A Hermann Hesse había que superarlo y los gobernantes actuales lo han conseguido. El hombre ya no es un lobo para el hombre: ahora es una cifra, una estadística, un arma arrojadiza que echarse por la cabeza. Henos aquí convertidos en guarismos deshumanizados porque así les es más cómodo refugiarse en la estulticia criminal. Las cifras no protestan, no reclaman, no se quejan. Igual que los muertos. Una vez en la fosa, solo depende de los vivos reclamar su memoria y vindicar su existencia. “Ha vivido, ha vivido”, decían en la antigua Roma los que seguían al difunto hasta su última morada. Por eso es importantísimo que los que quedemos en pie sepamos honrar a quienes cayeron solos y angustiados, no permitiendo que los responsables queden impunes. No es el virus quien los ha matado, es la incompetencia de los que debían haber tomado medidas la causante de tanta muerte inútil.
Son quienes se reían vilmente cuando sonaban las voces de alarma aduciendo que la Covid-19 no era más que una gripe fuerte, los que se jactaban en público de no usar mascarilla o de asistir a esta o a aquella manifestación, los humoristas de la nada que pergeñaban chistecitos sobre la pandemia, los que convertían una amenaza real en argumentos políticos para descalificarse. Son esa nueva generación de sepultureros que, no contentos con intentar enterrar nuestro sistema democrático, fueron más allá, acabando por ser los funerarios de la nación, empezando por su gente y acabando por su economía.

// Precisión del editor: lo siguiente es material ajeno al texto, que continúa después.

//! Strata Profiler - In-process scope timing for soft-realtime workloads
//!
//! Threads record scope durations through [`ScopedTimer`] handles (usually
//! via the [`profile_scope!`] / [`profile_function!`] macros) into
//! lock-free thread-local buffers. Batches are merged into preallocated
//! per-scope aggregates under a single lock, exported as JSON traces, and
//! dumped in a signal handler if the process dies mid-session.
//!
//! # Feature Flags
//!
//! - `profiling` - Enable the instrumentation macros (default: enabled).
//!   Without it the macros expand to nothing; the library API stays
//!   available either way.
//!
//! # Usage
//!
//! ```ignore
//! strata_profiler::init(ProfilerConfig::default())?;
//! let ctx = strata_profiler::global().unwrap();
//! ctx.begin_session("level-load")?;
//!
//! {
//!     profile_scope!("Terrain::GenerateChunk");
//!     generate_chunk();
//! }
//! ctx.end_frame();
//!
//! ctx.end_session()?;
//! ```

pub mod config;
pub mod context;
pub mod error;
pub mod registry;
pub mod timer;

mod export;
mod inline_seq;
mod record;
mod sample_ring;
mod signal;
mod thread_buffer;

pub use config::{OutputFormat, Precision, ProfilerConfig};
pub use context::{ProfileSnapshot, ProfilerContext, ScopeStats, SessionState};
pub use error::ProfilerError;
pub use registry::{scope_hash, ScopeId};
pub use timer::ScopedTimer;

use once_cell::sync::OnceCell;

static GLOBAL: OnceCell<ProfilerContext> = OnceCell::new();

/// Install the process-wide profiler. Call once at startup, before any
/// instrumented code runs; later calls fail with `AlreadyInitialized`.
pub fn init(config: ProfilerConfig) -> Result<(), ProfilerError> {
    let ctx = ProfilerContext::new(config)?;
    GLOBAL
        .set(ctx)
        .map_err(|_| ProfilerError::AlreadyInitialized)
}

/// The process-wide profiler, if [`init`] has run.
pub fn global() -> Option<&'static ProfilerContext> {
    GLOBAL.get()
}

/// End any active global session and export its data. Instrumentation
/// after shutdown is discarded at the session-state check.
pub fn shutdown() -> Result<(), ProfilerError> {
    let Some(ctx) = GLOBAL.get() else {
        return Ok(());
    };
    match ctx.end_session() {
        Err(ProfilerError::NoSession) => Ok(()),
        other => other,
    }
}

// ============================================================================
// Instrumentation macros
// ============================================================================

/// Time the enclosing block under a static label. The label hash is
/// computed at compile time; the sample is submitted when the guard drops.
#[cfg(feature = "profiling")]
#[macro_export]
macro_rules! profile_scope {
    ($label:expr) => {
        let _profile_guard = {
            const __LABEL: &str = $label;
            const __HASH: u64 = $crate::scope_hash(__LABEL);
            $crate::ScopedTimer::global(__LABEL, __HASH)
        };
    };
}

#[cfg(not(feature = "profiling"))]
#[macro_export]
macro_rules! profile_scope {
    ($label:expr) => {};
}

/// Time the enclosing function, labelled with its module path.
#[cfg(feature = "profiling")]
#[macro_export]
macro_rules! profile_function {
    () => {
        let _profile_guard = {
            fn __here() {}
            fn __name_of<T>(_: T) -> &'static str {
                ::std::any::type_name::<T>()
            }
            let __label = __name_of(__here);
            let __label = __label.strip_suffix("::__here").unwrap_or(__label);
            $crate::ScopedTimer::global_dynamic(__label)
        };
    };
}

#[cfg(not(feature = "profiling"))]
#[macro_export]
macro_rules! profile_function {
    () => {};
}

Son los politiquillos de vuelo gallináceo que, atados a su campanario, no supieron más que equivocarse y equivocarse, sin dar el brazo a torcer. Son los periodistas que, temerosos de perder su pesebre, los alabaron de manera abyecta cual lacayos lamesuelas. Son los portavoces que decían que no pasaría nada, amparados en su facundia de científicos subvencionados. Son los que se saltaron las consignas y salieron de su casa a la segunda residencia como si de unas vacaciones se tratase. Son los sindicatos, siempre ajenos a los problemas reales de los trabajadores. Son los bancos, siempre aherrojados por la usura que les corroe que no conoce ni a su padre aunque de muerte se trate.
Los muertos están hoy más solos que nunca, porque no se puede hacer con ellos campañas de instagramers, no se prestan a colorines vivarachos ni a cancioncillas
Somos nosotros, son ellos, es la sociedad. Hemos querido mirar hacia otro lado, costumbre nefasta que mantenemos secularmente, pero la muerte no admite tancredismo alguno y nos ha dado una soberana hostia en toda la cara. Hasta aquí llegaron las memeces modernas, las posturitas, el cancaneo social, los panfletos y las palabras huecas dichas por cerebros más huecos todavía. Es la muerte, señores, y ante esa realidad inevitable no quedaba más que ponerle barreras para impedir que llegase antes de su hora. Pero nos ha pillado con el paso cambiado, sin músculo, fofos de moral y de ética y por eso quienes nos gobiernan, que no son más que nuestro propio reflejo, no han sabido qué hacer con ella. Si no lo saben con respecto a la vida, ¿qué han de saber por lo que a la Parca se refiere?
Los muertos están más solos hoy que nunca, porque no se puede hacer con ellos campañas de instagramers, no se prestan a colorines vivarachos, a cancioncillas, al humo desvaído en el que han convertido la gobernanza estos becarios. Como no se pueden hacer fotos cortando cintas en un cementerio, prefieren obviar la realidad, la única realidad, y es que en este panteón mundial estamos metidos todos. Incluso los muertos en vida que somos los millones de autónomos, pequeños y medianos empresarios y trabajadores. Lo expresó mejor que nadie aquel romántico llamado Gustavo Adolfo Bécquer:
¿Vuelve el polvo al polvo? ¿Vuela el alma al cielo? ¿Todo es vil materia, podredumbre y cieno? ¡No sé, pero hay algo que explicar no puedo, que al par nos infunde repugnancia y duelo al dejar tan tristes, tan solos los muertos!